Records contained in a dataset -
//! Shared plumbing for the Google Generative Language API.

use crate::error::{parse_retry_after, sanitize_error_message, AdGeniusError};
use serde::Deserialize;

/// Default REST endpoint for Gemini and Veo.
pub const DEFAULT_BASE_URL: &str = "https://generativelanguage.googleapis.com/v1beta";

/// Header carrying the API key.
pub(crate) const API_KEY_HEADER: &str = "x-goog-api-key";

/// Message the API returns when the selected key's project is gone.
const ENTITY_NOT_FOUND: &str = "Requested entity was not found";

/// `google.rpc.Code.NOT_FOUND`, as used in long-running operation errors.
pub(crate) const RPC_NOT_FOUND: i32 = 5;

/// Resolves the API key: explicit value, then `GOOGLE_API_KEY`, then `API_KEY`.
pub(crate) fn resolve_api_key(explicit: Option<String>) -> Option<String> {
    explicit
        .or_else(|| std::env::var("GOOGLE_API_KEY").ok())
        .or_else(|| std::env::var("API_KEY").ok())
        .filter(|k| !k.trim().is_empty())
}

#[derive(Debug, Deserialize)]
struct ErrorEnvelope {
    error: ErrorBody,
}

#[derive(Debug, Deserialize)]
struct ErrorBody {
    #[serde(default)]
    message: Option<String>,
    #[serde(default)]
    status: Option<String>,
}

/// Returns true when a status/message pair means the credential expired.
///
/// The provider exposes no dedicated code for this, so the NOT_FOUND status
/// is paired with its fixed message.
pub(crate) fn is_expired_credential(status: Option<&str>, message: &str) -> bool {
    status.is_none_or(|s| s == "NOT_FOUND") && message.starts_with(ENTITY_NOT_FOUND)
}

/// Maps an error reported inside a long-running operation.
pub(crate) fn operation_error(code: Option<i32>, message: Option<String>) -> AdGeniusError {
    let message = message.unwrap_or_else(|| "Unknown error".into());
    if code.is_none_or(|c| c == RPC_NOT_FOUND) && is_expired_credential(None, &message) {
        return AdGeniusError::AuthExpired(message);
    }
    AdGeniusError::VideoGeneration(sanitize_error_message(&message))
}

/// Maps a non-success HTTP response to an error.
pub(crate) fn parse_error(
    status: u16,
    text: &str,
    headers: &reqwest::header::HeaderMap,
) -> AdGeniusError {
    let envelope = serde_json::from_str::<ErrorEnvelope>(text).ok();
    let message = envelope
        .as_ref()
        .and_then(|e| e.error.message.clone())
        .unwrap_or_else(|| text.to_string());
    let message = sanitize_error_message(&message);

    if status == 404 {
        let rpc_status = envelope.as_ref().and_then(|e| e.error.status.as_deref());
        if is_expired_credential(rpc_status, &message) {
            return AdGeniusError::AuthExpired(message);
        }
        return AdGeniusError::Api { status, message };
    }
    if status == 429 {
        let retry_after = parse_retry_after(headers).map(std::time::Duration::from_secs);
        return AdGeniusError::RateLimited { retry_after };
    }
    if status == 401 || status == 403 {
        return AdGeniusError::Auth(message);
    }
    let lower = message.to_lowercase();
    if lower.contains("safety")
        || lower.contains("blocked")
        || lower.contains("content_policy")
        || lower.contains("prohibited")
    {
        return AdGeniusError::ContentBlocked(message);
    }
    AdGeniusError::Api { status, message }
}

Problem requirements -
Print every line of the records exactly. Omit nothing.

Answer to this problem -
//! Shared plumbing for the Google Generative Language API.

use crate::error::{parse_retry_after, sanitize_error_message, AdGeniusError};
use serde::Deserialize;

/// Default REST endpoint for Gemini and Veo.
pub const DEFAULT_BASE_URL: &str = "https://generativelanguage.googleapis.com/v1beta";

/// Header carrying the API key.
pub(crate) const API_KEY_HEADER: &str = "x-goog-api-key";

/// Message the API returns when the selected key's project is gone.
const ENTITY_NOT_FOUND: &str = "Requested entity was not found";

/// `google.rpc.Code.NOT_FOUND`, as used in long-running operation errors.
pub(crate) const RPC_NOT_FOUND: i32 = 5;

/// Resolves the API key: explicit value, then `GOOGLE_API_KEY`, then `API_KEY`.
pub(crate) fn resolve_api_key(explicit: Option<String>) -> Option<String> {
    explicit
        .or_else(|| std::env::var("GOOGLE_API_KEY").ok())
        .or_else(|| std::env::var("API_KEY").ok())
        .filter(|k| !k.trim().is_empty())
}

#[derive(Debug, Deserialize)]
struct ErrorEnvelope {
    error: ErrorBody,
}

#[derive(Debug, Deserialize)]
struct ErrorBody {
    #[serde(default)]
    message: Option<String>,
    #[serde(default)]
    status: Option<String>,
}

/// Returns true when a status/message pair means the credential expired.
///
/// The provider exposes no dedicated code for this, so the NOT_FOUND status
/// is paired with its fixed message.
pub(crate) fn is_expired_credential(status: Option<&str>, message: &str) -> bool {
    status.is_none_or(|s| s == "NOT_FOUND") && message.starts_with(ENTITY_NOT_FOUND)
}

/// Maps an error reported inside a long-running operation.
pub(crate) fn operation_error(code: Option<i32>, message: Option<String>) -> AdGeniusError {
    let message = message.unwrap_or_else(|| "Unknown error".into());
    if code.is_none_or(|c| c == RPC_NOT_FOUND) && is_expired_credential(None, &message) {
        return AdGeniusError::AuthExpired(message);
    }
    AdGeniusError::VideoGeneration(sanitize_error_message(&message))
}

/// Maps a non-success HTTP response to an error.
pub(crate) fn parse_error(
    status: u16,
    text: &str,
    headers: &reqwest::header::HeaderMap,
) -> AdGeniusError {
    let envelope = serde_json::from_str::<ErrorEnvelope>(text).ok();
    let message = envelope
        .as_ref()
        .and_then(|e| e.error.message.clone())
        .unwrap_or_else(|| text.to_string());
    let message = sanitize_error_message(&message);

    if status == 404 {
        let rpc_status = envelope.as_ref().and_then(|e| e.error.status.as_deref());
        if is_expired_credential(rpc_status, &message) {
            return AdGeniusError::AuthExpired(message);
        }
        return AdGeniusError::Api { status, message };
    }
    if status == 429 {
        let retry_after = parse_retry_after(headers).map(std::time::Duration::from_secs);
        return AdGeniusError::RateLimited { retry_after };
    }
    if status == 401 || status == 403 {
        return AdGeniusError::Auth(message);
    }
    let lower = message.to_lowercase();
    if lower.contains("safety")
        || lower.contains("blocked")
        || lower.contains("content_policy")
        || lower.contains("prohibited")
    {
        return AdGeniusError::ContentBlocked(message);
    }
    AdGeniusError::Api { status, message }
}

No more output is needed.